Filter the records below, keeping only lines with the string "back".

**** EXERCISE INPUTS

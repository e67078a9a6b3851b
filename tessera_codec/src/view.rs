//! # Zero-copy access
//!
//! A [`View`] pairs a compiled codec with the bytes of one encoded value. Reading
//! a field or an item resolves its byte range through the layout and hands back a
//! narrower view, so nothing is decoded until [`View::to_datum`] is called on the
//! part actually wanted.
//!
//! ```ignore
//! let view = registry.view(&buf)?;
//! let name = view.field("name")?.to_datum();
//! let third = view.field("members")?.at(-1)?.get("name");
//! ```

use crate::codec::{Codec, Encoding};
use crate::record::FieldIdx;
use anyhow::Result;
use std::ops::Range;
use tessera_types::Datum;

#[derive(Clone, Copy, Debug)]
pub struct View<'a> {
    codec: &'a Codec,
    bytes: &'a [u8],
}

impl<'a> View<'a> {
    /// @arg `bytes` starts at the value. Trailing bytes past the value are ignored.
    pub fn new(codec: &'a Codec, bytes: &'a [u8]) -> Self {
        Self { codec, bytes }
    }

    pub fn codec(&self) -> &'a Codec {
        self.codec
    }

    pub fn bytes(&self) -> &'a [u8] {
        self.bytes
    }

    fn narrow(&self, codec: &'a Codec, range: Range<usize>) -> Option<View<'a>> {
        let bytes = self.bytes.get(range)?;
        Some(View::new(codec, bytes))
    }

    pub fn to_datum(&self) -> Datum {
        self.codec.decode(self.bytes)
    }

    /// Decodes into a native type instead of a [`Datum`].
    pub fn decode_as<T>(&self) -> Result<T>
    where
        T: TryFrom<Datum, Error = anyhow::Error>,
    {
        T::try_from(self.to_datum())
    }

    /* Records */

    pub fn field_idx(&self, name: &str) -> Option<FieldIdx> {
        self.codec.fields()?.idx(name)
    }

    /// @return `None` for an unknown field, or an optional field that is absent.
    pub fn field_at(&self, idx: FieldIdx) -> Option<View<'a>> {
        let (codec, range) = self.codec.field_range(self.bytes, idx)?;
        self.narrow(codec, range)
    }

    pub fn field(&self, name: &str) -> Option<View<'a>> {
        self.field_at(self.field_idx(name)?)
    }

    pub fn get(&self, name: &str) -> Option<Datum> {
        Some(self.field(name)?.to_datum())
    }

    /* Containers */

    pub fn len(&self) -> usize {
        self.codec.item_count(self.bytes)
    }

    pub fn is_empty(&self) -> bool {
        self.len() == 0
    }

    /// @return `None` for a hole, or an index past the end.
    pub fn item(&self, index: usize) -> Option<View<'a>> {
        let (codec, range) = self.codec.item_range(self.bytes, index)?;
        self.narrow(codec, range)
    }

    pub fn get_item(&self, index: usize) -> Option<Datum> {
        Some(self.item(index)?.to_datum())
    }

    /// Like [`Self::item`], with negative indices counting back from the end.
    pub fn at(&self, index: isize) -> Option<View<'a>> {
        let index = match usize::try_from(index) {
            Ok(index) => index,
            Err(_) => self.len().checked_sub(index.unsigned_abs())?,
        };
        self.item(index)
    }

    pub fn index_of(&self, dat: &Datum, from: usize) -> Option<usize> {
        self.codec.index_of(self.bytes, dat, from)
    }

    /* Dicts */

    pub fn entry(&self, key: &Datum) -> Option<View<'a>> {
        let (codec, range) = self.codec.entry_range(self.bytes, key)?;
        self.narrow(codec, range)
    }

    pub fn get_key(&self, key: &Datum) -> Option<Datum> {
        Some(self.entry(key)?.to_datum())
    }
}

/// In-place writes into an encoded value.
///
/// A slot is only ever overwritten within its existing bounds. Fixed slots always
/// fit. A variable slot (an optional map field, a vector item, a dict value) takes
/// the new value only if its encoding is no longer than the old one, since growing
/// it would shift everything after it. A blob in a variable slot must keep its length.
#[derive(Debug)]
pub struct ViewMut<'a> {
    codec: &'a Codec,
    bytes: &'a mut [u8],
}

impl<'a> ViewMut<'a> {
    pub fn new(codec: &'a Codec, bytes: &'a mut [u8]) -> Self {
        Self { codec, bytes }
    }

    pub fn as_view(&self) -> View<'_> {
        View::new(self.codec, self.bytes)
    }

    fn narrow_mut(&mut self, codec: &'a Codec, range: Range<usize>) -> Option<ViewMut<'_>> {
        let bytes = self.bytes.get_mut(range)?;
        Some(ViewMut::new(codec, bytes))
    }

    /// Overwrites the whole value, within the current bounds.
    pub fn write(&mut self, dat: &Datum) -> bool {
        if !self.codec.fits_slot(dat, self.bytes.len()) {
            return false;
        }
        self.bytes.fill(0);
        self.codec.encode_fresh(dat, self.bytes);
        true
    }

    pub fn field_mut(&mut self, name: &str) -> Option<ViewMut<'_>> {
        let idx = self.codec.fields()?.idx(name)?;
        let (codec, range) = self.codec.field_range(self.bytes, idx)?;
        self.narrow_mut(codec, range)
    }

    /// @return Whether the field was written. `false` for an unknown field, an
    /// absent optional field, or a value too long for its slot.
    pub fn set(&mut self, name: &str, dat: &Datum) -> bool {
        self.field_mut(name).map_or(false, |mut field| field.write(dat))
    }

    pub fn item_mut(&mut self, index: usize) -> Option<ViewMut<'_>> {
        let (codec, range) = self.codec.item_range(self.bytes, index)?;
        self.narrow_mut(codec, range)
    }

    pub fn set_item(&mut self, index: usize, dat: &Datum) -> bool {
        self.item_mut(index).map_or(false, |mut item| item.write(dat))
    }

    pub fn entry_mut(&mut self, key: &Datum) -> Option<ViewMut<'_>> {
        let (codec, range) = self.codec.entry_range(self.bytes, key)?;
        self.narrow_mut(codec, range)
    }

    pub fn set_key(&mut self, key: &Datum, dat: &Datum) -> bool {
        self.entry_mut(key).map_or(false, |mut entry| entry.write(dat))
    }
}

********
**** EXERCISE INPUTS

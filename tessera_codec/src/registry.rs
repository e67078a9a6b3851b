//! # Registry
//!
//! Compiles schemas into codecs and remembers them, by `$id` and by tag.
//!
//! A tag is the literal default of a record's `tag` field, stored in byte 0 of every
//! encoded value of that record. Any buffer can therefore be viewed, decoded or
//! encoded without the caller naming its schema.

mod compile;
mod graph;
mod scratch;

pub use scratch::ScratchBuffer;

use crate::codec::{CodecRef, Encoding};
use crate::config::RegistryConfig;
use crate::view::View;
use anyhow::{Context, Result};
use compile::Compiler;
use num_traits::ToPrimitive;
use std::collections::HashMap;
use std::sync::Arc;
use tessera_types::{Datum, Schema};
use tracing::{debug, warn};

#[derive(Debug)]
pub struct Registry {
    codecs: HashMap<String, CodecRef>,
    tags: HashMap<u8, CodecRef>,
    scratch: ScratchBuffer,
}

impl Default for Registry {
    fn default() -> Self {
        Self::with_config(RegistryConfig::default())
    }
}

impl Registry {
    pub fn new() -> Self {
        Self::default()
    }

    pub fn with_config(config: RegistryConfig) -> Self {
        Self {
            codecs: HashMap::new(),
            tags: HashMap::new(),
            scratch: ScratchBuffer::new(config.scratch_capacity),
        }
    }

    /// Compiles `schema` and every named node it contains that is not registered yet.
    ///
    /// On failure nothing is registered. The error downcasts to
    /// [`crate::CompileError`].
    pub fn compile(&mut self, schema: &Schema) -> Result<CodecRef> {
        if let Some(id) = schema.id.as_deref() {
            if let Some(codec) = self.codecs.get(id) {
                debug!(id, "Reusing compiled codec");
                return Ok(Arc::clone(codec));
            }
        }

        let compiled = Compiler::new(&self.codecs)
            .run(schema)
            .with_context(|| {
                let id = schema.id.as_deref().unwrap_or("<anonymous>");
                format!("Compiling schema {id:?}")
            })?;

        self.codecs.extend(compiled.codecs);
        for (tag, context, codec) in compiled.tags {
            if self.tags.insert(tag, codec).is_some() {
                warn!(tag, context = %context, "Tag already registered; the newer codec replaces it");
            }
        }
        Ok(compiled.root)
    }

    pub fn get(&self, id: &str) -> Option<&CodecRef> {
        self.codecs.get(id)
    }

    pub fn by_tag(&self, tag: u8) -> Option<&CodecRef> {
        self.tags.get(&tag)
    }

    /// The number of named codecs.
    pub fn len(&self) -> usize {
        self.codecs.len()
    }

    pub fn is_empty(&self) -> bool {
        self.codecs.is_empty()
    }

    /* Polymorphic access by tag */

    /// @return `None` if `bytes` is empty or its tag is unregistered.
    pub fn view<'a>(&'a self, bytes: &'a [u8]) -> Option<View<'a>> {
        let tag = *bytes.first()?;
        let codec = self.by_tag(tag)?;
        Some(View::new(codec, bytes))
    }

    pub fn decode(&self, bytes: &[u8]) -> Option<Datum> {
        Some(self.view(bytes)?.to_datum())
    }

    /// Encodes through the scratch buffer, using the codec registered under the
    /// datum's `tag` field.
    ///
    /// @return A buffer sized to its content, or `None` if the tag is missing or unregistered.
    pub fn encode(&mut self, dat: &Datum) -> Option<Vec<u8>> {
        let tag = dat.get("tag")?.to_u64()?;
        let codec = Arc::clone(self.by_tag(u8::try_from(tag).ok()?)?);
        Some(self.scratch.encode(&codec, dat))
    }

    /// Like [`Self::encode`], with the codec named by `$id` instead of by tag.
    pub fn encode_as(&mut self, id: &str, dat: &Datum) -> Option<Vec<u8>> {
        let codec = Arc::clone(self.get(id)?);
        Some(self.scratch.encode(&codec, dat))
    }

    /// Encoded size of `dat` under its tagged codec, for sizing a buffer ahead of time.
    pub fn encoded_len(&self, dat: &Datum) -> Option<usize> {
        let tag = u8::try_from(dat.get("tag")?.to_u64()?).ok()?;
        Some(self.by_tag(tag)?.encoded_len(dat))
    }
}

********

SOLUTION BELOW:
//! a field or an item resolves its byte range through the layout and hands back a
    /// Like [`Self::item`], with negative indices counting back from the end.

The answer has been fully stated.